EXERCISE AIM
Copy the records that follow exactly, leaving nothing out.

### ENTRIES SUPPLIED

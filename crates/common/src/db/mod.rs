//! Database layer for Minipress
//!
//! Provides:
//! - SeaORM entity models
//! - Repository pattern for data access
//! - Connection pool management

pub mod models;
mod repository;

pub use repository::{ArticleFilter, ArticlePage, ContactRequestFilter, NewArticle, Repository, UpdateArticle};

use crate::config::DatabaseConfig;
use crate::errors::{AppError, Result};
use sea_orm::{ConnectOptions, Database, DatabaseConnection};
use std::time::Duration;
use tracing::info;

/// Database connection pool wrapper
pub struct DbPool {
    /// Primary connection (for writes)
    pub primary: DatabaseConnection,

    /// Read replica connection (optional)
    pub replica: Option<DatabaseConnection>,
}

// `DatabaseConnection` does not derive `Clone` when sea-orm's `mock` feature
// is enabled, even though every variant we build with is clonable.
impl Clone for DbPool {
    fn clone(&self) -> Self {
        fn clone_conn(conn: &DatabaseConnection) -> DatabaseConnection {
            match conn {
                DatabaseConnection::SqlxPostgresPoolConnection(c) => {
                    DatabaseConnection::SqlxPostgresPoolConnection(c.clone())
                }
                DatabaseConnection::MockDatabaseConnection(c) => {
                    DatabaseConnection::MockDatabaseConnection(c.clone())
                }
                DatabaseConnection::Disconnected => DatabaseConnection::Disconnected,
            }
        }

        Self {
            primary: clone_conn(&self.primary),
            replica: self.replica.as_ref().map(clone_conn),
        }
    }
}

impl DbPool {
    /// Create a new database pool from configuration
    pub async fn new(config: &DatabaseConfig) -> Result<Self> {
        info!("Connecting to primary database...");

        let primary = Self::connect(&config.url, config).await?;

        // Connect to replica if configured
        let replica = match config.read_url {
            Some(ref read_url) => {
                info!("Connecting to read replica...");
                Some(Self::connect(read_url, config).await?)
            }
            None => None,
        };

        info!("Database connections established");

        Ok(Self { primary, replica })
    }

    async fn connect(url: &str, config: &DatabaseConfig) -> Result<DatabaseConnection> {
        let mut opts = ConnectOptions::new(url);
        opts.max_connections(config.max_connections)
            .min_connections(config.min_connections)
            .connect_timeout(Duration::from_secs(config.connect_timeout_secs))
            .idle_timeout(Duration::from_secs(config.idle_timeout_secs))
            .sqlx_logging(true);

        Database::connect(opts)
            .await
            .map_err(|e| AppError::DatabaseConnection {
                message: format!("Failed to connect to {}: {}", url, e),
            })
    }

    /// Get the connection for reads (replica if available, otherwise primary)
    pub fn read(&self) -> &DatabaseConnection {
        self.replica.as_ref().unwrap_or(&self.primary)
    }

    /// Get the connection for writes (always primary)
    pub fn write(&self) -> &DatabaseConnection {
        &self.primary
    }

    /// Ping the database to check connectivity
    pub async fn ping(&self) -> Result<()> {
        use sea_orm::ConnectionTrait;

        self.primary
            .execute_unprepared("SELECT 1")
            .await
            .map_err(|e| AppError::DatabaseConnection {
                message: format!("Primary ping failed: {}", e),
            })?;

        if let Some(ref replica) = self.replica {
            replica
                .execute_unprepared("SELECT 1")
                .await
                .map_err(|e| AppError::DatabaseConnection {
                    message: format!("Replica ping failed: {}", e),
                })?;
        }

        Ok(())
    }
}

######

SOLVED EXERCISE
filename crates/common/src/db/mod.rs
//! Database layer for Minipress
//!
//! Provides:
//! - SeaORM entity models
//! - Repository pattern for data access
//! - Connection pool management

pub mod models;
mod repository;

pub use repository::{ArticleFilter, ArticlePage, ContactRequestFilter, NewArticle, Repository, UpdateArticle};

use crate::config::DatabaseConfig;
use crate::errors::{AppError, Result};
use sea_orm::{ConnectOptions, Database, DatabaseConnection};
use std::time::Duration;
use tracing::info;

/// Database connection pool wrapper
pub struct DbPool {
    /// Primary connection (for writes)
    pub primary: DatabaseConnection,

    /// Read replica connection (optional)
    pub replica: Option<DatabaseConnection>,
}

// `DatabaseConnection` does not derive `Clone` when sea-orm's `mock` feature
// is enabled, even though every variant we build with is clonable.
impl Clone for DbPool {
    fn clone(&self) -> Self {
        fn clone_conn(conn: &DatabaseConnection) -> DatabaseConnection {
            match conn {
                DatabaseConnection::SqlxPostgresPoolConnection(c) => {
                    DatabaseConnection::SqlxPostgresPoolConnection(c.clone())
                }
                DatabaseConnection::MockDatabaseConnection(c) => {
                    DatabaseConnection::MockDatabaseConnection(c.clone())
                }
                DatabaseConnection::Disconnected => DatabaseConnection::Disconnected,
            }
        }

        Self {
            primary: clone_conn(&self.primary),
            replica: self.replica.as_ref().map(clone_conn),
        }
    }
}

impl DbPool {
    /// Create a new database pool from configuration
    pub async fn new(config: &DatabaseConfig) -> Result<Self> {
        info!("Connecting to primary database...");

        let primary = Self::connect(&config.url, config).await?;

        // Connect to replica if configured
        let replica = match config.read_url {
            Some(ref read_url) => {
                info!("Connecting to read replica...");
                Some(Self::connect(read_url, config).await?)
            }
            None => None,
        };

        info!("Database connections established");

        Ok(Self { primary, replica })
    }

    async fn connect(url: &str, config: &DatabaseConfig) -> Result<DatabaseConnection> {
        let mut opts = ConnectOptions::new(url);
        opts.max_connections(config.max_connections)
            .min_connections(config.min_connections)
            .connect_timeout(Duration::from_secs(config.connect_timeout_secs))
            .idle_timeout(Duration::from_secs(config.idle_timeout_secs))
            .sqlx_logging(true);

        Database::connect(opts)
            .await
            .map_err(|e| AppError::DatabaseConnection {
                message: format!("Failed to connect to {}: {}", url, e),
            })
    }

    /// Get the connection for reads (replica if available, otherwise primary)
    pub fn read(&self) -> &DatabaseConnection {
        self.replica.as_ref().unwrap_or(&self.primary)
    }

    /// Get the connection for writes (always primary)
    pub fn write(&self) -> &DatabaseConnection {
        &self.primary
    }

    /// Ping the database to check connectivity
    pub async fn ping(&self) -> Result<()> {
        use sea_orm::ConnectionTrait;

        self.primary
            .execute_unprepared("SELECT 1")
            .await
            .map_err(|e| AppError::DatabaseConnection {
                message: format!("Primary ping failed: {}", e),
            })?;

        if let Some(ref replica) = self.replica {
            replica
                .execute_unprepared("SELECT 1")
                .await
                .map_err(|e| AppError::DatabaseConnection {
                    message: format!("Replica ping failed: {}", e),
                })?;
        }

        Ok(())
    }
}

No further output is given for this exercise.